For enabling courses, the government pays the normal contribution for Commonwealth-supported places through the CGS. Universities that offer Commonwealth-supported places in enabling courses cannot charge a student contribution. They receive the enabling loading instead. Enabling loading is a fixed funding pool, indexed annually. Total estimated CGS funding in 2010 for all enabling places was $66 million, with the enabling loading accounting for $14 million of this amount (Lomax-Smith, Watson & Webster 2011, p. 122).56

A number of submissions argued that the current enabling loading amount was not adequate for universities to deliver the kind of support required for students undertaking enabling courses. The Panel notes that in response to the 2011 Higher Education Base Funding Review, in the 2012–13 Budget the government announced that in 2013 the enabling loading will be increased from an estimated $1,833 to $2,500 per place, and then from 2014 will increase to $3,068 per place (with the rate indexed in later years) at a cost of $41.6 million for the period 2012–13 to 2015–16.

What needs to change?

Improve the reach of enabling programs

The Panel found most universities and students were supportive of enabling programs as a way to help Aboriginal and Torres Strait Islander students to access university, with a number of university programs considered to be successful in achieving outcomes for these students.57

Indigenous-oriented enabling programs offer students the opportunity to transition to a degree course via a challenging academic program delivered in a culturally secure manner (submission no. 5, Murdoch University, p. 2).

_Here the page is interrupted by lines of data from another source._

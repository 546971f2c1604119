//! scoperun: launch-session manager for the scope loader
//!
//! Deploys the embedded loader, library and configuration files, records
//! each managed launch in its own session directory and runs the command
//! under the loader.
//!
//! # Architecture
//!
//! ## Artifacts ([`artifacts`])
//! - [`artifacts::store`]: The embedded artifact set and its declared timestamps
//! - [`artifacts::deploy`]: Timestamp-checked deployment into the scope home
//!
//! ## Sessions ([`session`])
//! - [`session::workdir`]: Session naming and directory layout
//! - [`session::history`]: Counter derivation and history listing
//!
//! ## Telemetry configuration ([`telemetry`])
//! - [`telemetry::document`]: The per-session `scope.yml` document
//! - [`telemetry::yaml`]: Deterministic YAML rendering
//!
//! ## Execution ([`exec`])
//! - [`exec::launcher`]: deploy, session, config, then start the loader
//! - [`exec::loader`]: Loader invocation via spawn or `execve`
//!
//! ## Configuration ([`config`])
//! - [`config::types`]: Error type, launch mode, environment names, exit codes
//! - [`config::settings`]: Settings resolved from an explicit environment
//!
//! ## Utilities ([`utils`])
//! - [`utils::env_hygiene`]: Explicit environment values and `SCOPE*` filtering
//!
//! # Design Principles
//!
//! 1. **Setup before launch** - Every path handed to the child exists first
//! 2. **No ambient state** - The process environment is read once and never mutated
//! 3. **Byte-stable output** - Session files are reproducible for a given session

// Embedded artifacts
pub mod artifacts;

// Session directories
pub mod session;

// Telemetry configuration
pub mod telemetry;

// Execution
pub mod exec;

// Configuration
pub mod config;

// Utilities
pub mod utils;

// CLI entrypoint wiring for the scoperun binary.
pub mod cli;

// Re-export commonly used types for convenience
pub use artifacts::{ArtifactKind, ArtifactStore};
pub use config::settings::ScopeSettings;
pub use config::types::{LaunchMode, Result, ScopeError};
pub use exec::{LaunchOutcome, LaunchPlan, Launcher};
pub use session::{Session, SessionDirectory, SessionName};
pub use utils::env_hygiene::Environment;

However, some submissions58 argued that government should better fund enabling programs, with funding shortfalls in government contributions threatening the success of these programs. The Group of Eight noted ‘with concern and disappointment’ that funding for enabling courses has not been revised to fit the demand-driven system of funding Commonwealth-supported places in bachelor degrees.

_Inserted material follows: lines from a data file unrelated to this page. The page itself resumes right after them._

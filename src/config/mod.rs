//! Configuration
//!
//! Shared types, error taxonomy and launcher settings.

pub mod settings;
pub mod types;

We believe that this is short-sighted. Failure to resource foundation and enabling courses adequately will make it unnecessarily difficult for universities to increase enrolments of students from traditionally under-represented groups, and will disadvantage these students. As with other forms of disadvantage in access to university, this applies particularly to Indigenous students (submission no. 16, Group of Eight, p. 11).

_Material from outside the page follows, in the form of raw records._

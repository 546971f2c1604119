/// Session working directories
///
/// Every managed launch gets its own directory under the history root,
/// named `{command}_{counter}_{pid}` with an extra `_{nonce}` in test mode.
/// The pid keeps names from concurrent launchers apart without locking; the
/// counter tells repeated runs of the same command apart. Directories are
/// never removed here; history management owns their lifetime.
use crate::config::types::{Result, ScopeError};
use crate::session::history;
use std::fs;
use std::os::unix::fs::DirBuilderExt;
use std::path::{Path, PathBuf};
use std::time::{SystemTime, UNIX_EPOCH};

/// Permissions for the history root
const HISTORY_DIR_MODE: u32 = 0o755;
/// Permissions for a session directory and its subdirectories
const SESSION_DIR_MODE: u32 = 0o700;

pub const ARGS_FILE: &str = "args.json";
pub const CONFIG_FILE: &str = "scope.yml";
pub const CMD_DIR: &str = "cmd";
pub const PAYLOADS_DIR: &str = "payloads";

/// Identity of one session, as encoded in its directory name
#[derive(Debug, Clone, PartialEq, Eq)]
pub struct SessionName {
    pub command: String,
    pub counter: u32,
    pub pid: u32,
    pub nonce: Option<u128>,
}

impl SessionName {
    /// Parse `{command}_{counter}_{pid}[_{nonce}]`
    ///
    /// The command itself may contain underscores, so the numeric fields are
    /// taken from the right.
    pub fn parse(dir_name: &str) -> Option<Self> {
        let parts: Vec<&str> = dir_name.split('_').collect();
        let numeric_tail = parts
            .iter()
            .rev()
            .take_while(|p| !p.is_empty() && p.bytes().all(|b| b.is_ascii_digit()))
            .count();

        // A command named like a number would make the split ambiguous;
        // the command keeps at least one part.
        let (command_parts, fields) = match numeric_tail.min(parts.len().saturating_sub(1)) {
            n if n >= 3 => parts.split_at(parts.len() - 3),
            2 => parts.split_at(parts.len() - 2),
            _ => return None,
        };

        let command = command_parts.join("_");
        if command.is_empty() {
            return None;
        }

        Some(Self {
            command,
            counter: fields[0].parse().ok()?,
            pid: fields[1].parse().ok()?,
            nonce: match fields.get(2) {
                Some(n) => Some(n.parse().ok()?),
                None => None,
            },
        })
    }

    /// Parse a name that belongs to `command`
    ///
    /// Unlike [`SessionName::parse`] this knows where the command ends, so a
    /// command whose name ends in digits is read correctly.
    pub fn parse_for(command: &str, dir_name: &str) -> Option<Self> {
        let rest = dir_name.strip_prefix(command)?.strip_prefix('_')?;
        let fields: Vec<&str> = rest.split('_').collect();
        if !(2..=3).contains(&fields.len()) {
            return None;
        }
        Some(Self {
            command: command.to_string(),
            counter: fields[0].parse().ok()?,
            pid: fields[1].parse().ok()?,
            nonce: match fields.get(2) {
                Some(n) => Some(n.parse().ok()?),
                None => None,
            },
        })
    }

    pub fn dir_name(&self) -> String {
        match self.nonce {
            Some(nonce) => format!("{}_{}_{}_{}", self.command, self.counter, self.pid, nonce),
            None => format!("{}_{}_{}", self.command, self.counter, self.pid),
        }
    }
}

/// A created and populated session directory
#[derive(Debug, Clone, PartialEq, Eq)]
pub struct Session {
    name: SessionName,
    root: PathBuf,
}

impl Session {
    pub fn name(&self) -> &SessionName {
        &self.name
    }

    pub fn root(&self) -> &Path {
        &self.root
    }

    pub fn args_path(&self) -> PathBuf {
        self.root.join(ARGS_FILE)
    }

    pub fn config_path(&self) -> PathBuf {
        self.root.join(CONFIG_FILE)
    }

    pub fn cmd_dir(&self) -> PathBuf {
        self.root.join(CMD_DIR)
    }

    pub fn payloads_dir(&self) -> PathBuf {
        self.root.join(PAYLOADS_DIR)
    }

    pub fn metrics_path(&self) -> PathBuf {
        self.root.join("metrics.json")
    }

    pub fn events_path(&self) -> PathBuf {
        self.root.join("events.json")
    }

    pub fn log_path(&self) -> PathBuf {
        self.root.join("ldscope.log")
    }
}

/// Allocates session directories under a history root
pub struct SessionDirectory {
    history_root: PathBuf,
    test_mode: bool,
    pid: u32,
}

impl SessionDirectory {
    pub fn new(history_root: impl Into<PathBuf>, test_mode: bool) -> Self {
        Self {
            history_root: history_root.into(),
            test_mode,
            pid: std::process::id(),
        }
    }

    /// Use `pid` in session names instead of the current process id
    pub fn with_pid(mut self, pid: u32) -> Self {
        self.pid = pid;
        self
    }

    pub fn history_root(&self) -> &Path {
        &self.history_root
    }

    /// Allocate and populate a session for `argv`
    pub fn create(&self, argv: &[String], now: SystemTime) -> Result<Session> {
        let command = command_basename(argv)?;
        let counter = history::next_counter(&self.history_root, &command);
        let nonce = if self.test_mode {
            Some(
                now.duration_since(UNIX_EPOCH)
                    .map(|d| d.as_nanos())
                    .unwrap_or(0),
            )
        } else {
            None
        };

        let name = SessionName {
            command,
            counter,
            pid: self.pid,
            nonce,
        };
        let root = self.history_root.join(name.dir_name());

        fs::DirBuilder::new()
            .recursive(true)
            .mode(HISTORY_DIR_MODE)
            .create(&self.history_root)
            .map_err(|e| ScopeError::session(&self.history_root, e))?;

        // Non-recursive: an existing directory with this name is an error.
        make_dir(&root)?;
        let session = Session { name, root };
        make_dir(&session.cmd_dir())?;
        make_dir(&session.payloads_dir())?;

        let args = serde_json::to_vec(argv)?;
        let args_path = session.args_path();
        fs::write(&args_path, args).map_err(|e| ScopeError::session(&args_path, e))?;

        log::info!("Created session {}", session.root.display());
        Ok(session)
    }
}

fn make_dir(path: &Path) -> Result<()> {
    fs::DirBuilder::new()
        .mode(SESSION_DIR_MODE)
        .create(path)
        .map_err(|e| ScopeError::session(path, e))
}

/// Final path segment of `argv[0]`
fn command_basename(argv: &[String]) -> Result<String> {
    let first = argv
        .first()
        .ok_or_else(|| ScopeError::Config("Empty command provided".to_string()))?;
    Path::new(first)
        .file_name()
        .and_then(|n| n.to_str())
        .map(str::to_string)
        .ok_or_else(|| ScopeError::Config(format!("Cannot derive a command name from {:?}", first)))
}

#[cfg(test)]
mod tests {
    use super::*;
    use std::collections::HashSet;

    fn argv(args: &[&str]) -> Vec<String> {
        args.iter().map(|s| s.to_string()).collect()
    }

    #[test]
    fn test_session_layout() {
        let dir = tempfile::tempdir().unwrap();
        let history = dir.path().join("history");
        let sessions = SessionDirectory::new(&history, true).with_pid(4242);

        let session = sessions.create(&argv(&["/bin/foo"]), UNIX_EPOCH).unwrap();

        assert_eq!(session.root(), history.join("foo_1_4242_0"));
        assert!(session.cmd_dir().is_dir());
        assert!(session.payloads_dir().is_dir());
        assert_eq!(fs::read_dir(session.cmd_dir()).unwrap().count(), 0);
        assert_eq!(fs::read_dir(session.payloads_dir()).unwrap().count(), 0);
        assert_eq!(
            fs::read_to_string(session.args_path()).unwrap(),
            r#"["/bin/foo"]"#
        );
    }

    #[test]
    fn test_session_dir_permissions() {
        use std::os::unix::fs::PermissionsExt;

        let dir = tempfile::tempdir().unwrap();
        let session = SessionDirectory::new(dir.path(), false)
            .create(&argv(&["ls"]), SystemTime::now())
            .unwrap();
        for path in [session.root().to_path_buf(), session.cmd_dir(), session.payloads_dir()] {
            let mode = fs::metadata(&path).unwrap().permissions().mode();
            assert_eq!(mode & 0o700, 0o700, "{}", path.display());
        }
    }

    #[test]
    fn test_args_manifest_is_exact() {
        let dir = tempfile::tempdir().unwrap();
        let session = SessionDirectory::new(dir.path(), false)
            .create(&argv(&["/bin/echo", "true"]), SystemTime::now())
            .unwrap();
        assert_eq!(
            fs::read(session.args_path()).unwrap(),
            br#"["/bin/echo","true"]"#
        );
    }

    #[test]
    fn test_no_nonce_outside_test_mode() {
        let dir = tempfile::tempdir().unwrap();
        let session = SessionDirectory::new(dir.path(), false)
            .with_pid(7)
            .create(&argv(&["/usr/bin/env"]), SystemTime::now())
            .unwrap();
        assert_eq!(session.name().dir_name(), "env_1_7");
        assert_eq!(session.name().nonce, None);
    }

    #[test]
    fn test_counters_strictly_increase() {
        let dir = tempfile::tempdir().unwrap();
        let sessions = SessionDirectory::new(dir.path(), false);

        let mut names = HashSet::new();
        let mut last = 0;
        for _ in 0..5 {
            let session = sessions.create(&argv(&["/bin/true"]), SystemTime::now()).unwrap();
            assert!(session.name().counter > last);
            last = session.name().counter;
            assert!(names.insert(session.name().dir_name()));
        }
        assert_eq!(last, 5);
    }

    #[test]
    fn test_counters_are_per_command() {
        let dir = tempfile::tempdir().unwrap();
        let sessions = SessionDirectory::new(dir.path(), false);
        sessions.create(&argv(&["/bin/ls"]), SystemTime::now()).unwrap();
        sessions.create(&argv(&["/bin/ls"]), SystemTime::now()).unwrap();
        let other = sessions.create(&argv(&["/bin/cat"]), SystemTime::now()).unwrap();
        assert_eq!(other.name().counter, 1);
    }

    #[test]
    fn test_empty_argv_is_rejected() {
        let dir = tempfile::tempdir().unwrap();
        let err = SessionDirectory::new(dir.path(), false)
            .create(&[], SystemTime::now())
            .unwrap_err();
        assert!(matches!(err, ScopeError::Config(_)));
    }

    #[test]
    fn test_history_root_blocked_by_file() {
        let dir = tempfile::tempdir().unwrap();
        let blocker = dir.path().join("history");
        fs::write(&blocker, b"").unwrap();

        let err = SessionDirectory::new(&blocker, true)
            .create(&argv(&["foo"]), UNIX_EPOCH)
            .unwrap_err();
        assert!(matches!(err, ScopeError::Session { .. }));
    }

    #[test]
    fn test_existing_session_dir_is_error() {
        let dir = tempfile::tempdir().unwrap();
        let sessions = SessionDirectory::new(dir.path(), true).with_pid(1);
        // A stray file with the exact name the next session would take.
        fs::write(dir.path().join("foo_1_1_0"), b"").unwrap();
        let err = sessions.create(&argv(&["foo"]), UNIX_EPOCH).unwrap_err();
        assert!(matches!(err, ScopeError::Session { .. }));
    }

    #[test]
    fn test_parse_names() {
        let name = SessionName::parse("echo_3_1234").unwrap();
        assert_eq!(name.command, "echo");
        assert_eq!((name.counter, name.pid, name.nonce), (3, 1234, None));

        let name = SessionName::parse("my_tool_2_99_0").unwrap();
        assert_eq!(name.command, "my_tool");
        assert_eq!(name.nonce, Some(0));
        assert_eq!(name.dir_name(), "my_tool_2_99_0");

        assert_eq!(SessionName::parse("echo"), None);
        assert_eq!(SessionName::parse("echo_x_1"), None);
        assert_eq!(SessionName::parse("1_2"), None);
    }

    #[test]
    fn test_parse_for_known_command() {
        let name = SessionName::parse_for("python3", "python3_4_10_55").unwrap();
        assert_eq!((name.counter, name.pid, name.nonce), (4, 10, Some(55)));

        assert_eq!(SessionName::parse_for("my", "my_tool_1_2"), None);
        assert_eq!(SessionName::parse_for("foo", "foobar_1_2"), None);
        assert_eq!(SessionName::parse_for("foo", "foo_1_2_3_4"), None);
    }
}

This view is partly supported by the members of the Higher Education Base Funding Review Panel, who, in their final report to government, advocated funding for enabling places to be uncapped and demand driven (Lomax-Smith, Watson & Webster 2011, p. xv). The panel also argued for a review of the role of enabling courses in the tertiary education sector, including an assessment of their effectiveness, given they ‘seem not to have been subject to a targeted review of effectiveness despite having existed since 1990’ (Lomax-Smith, Watson & Webster 2011, p. 124).

The Panel agrees that government should better support universities to deliver enabling courses, given their apparent importance as non-direct entry pathways to university. The Panel also believes that universities need to better develop an evidence base for the profile and effectiveness of these courses to inform future policy and funding decisions.


Recommendation 8

That the Australian Government, VET providers and universities collaborate to improve the reach and effectiveness of enabling courses for disadvantaged learners, particularly Aboriginal and Torres Strait Islander students, including:

  • reforming Commonwealth Grant Scheme funding so that it increases with the number of students undertaking higher education enabling courses
  • facilitating tracking of students who undertake enabling courses at one university and move to and enrol at a second university so that both universities gain recognition for success.

54 Prior educational attainment includes higher education course, secondary education, or VET award course.

55 Based on Table A providers and domestic students only.

56 It should be noted that despite being able to offer fee-paying enabling places, 97% of enabling students are in Commonwealth-supported places.

57 For example, Charles Darwin University, University of Wollongong and University of Newcastle.

58 For example, submissions by Murdoch University (no. 5); Group of Eight (no. 16).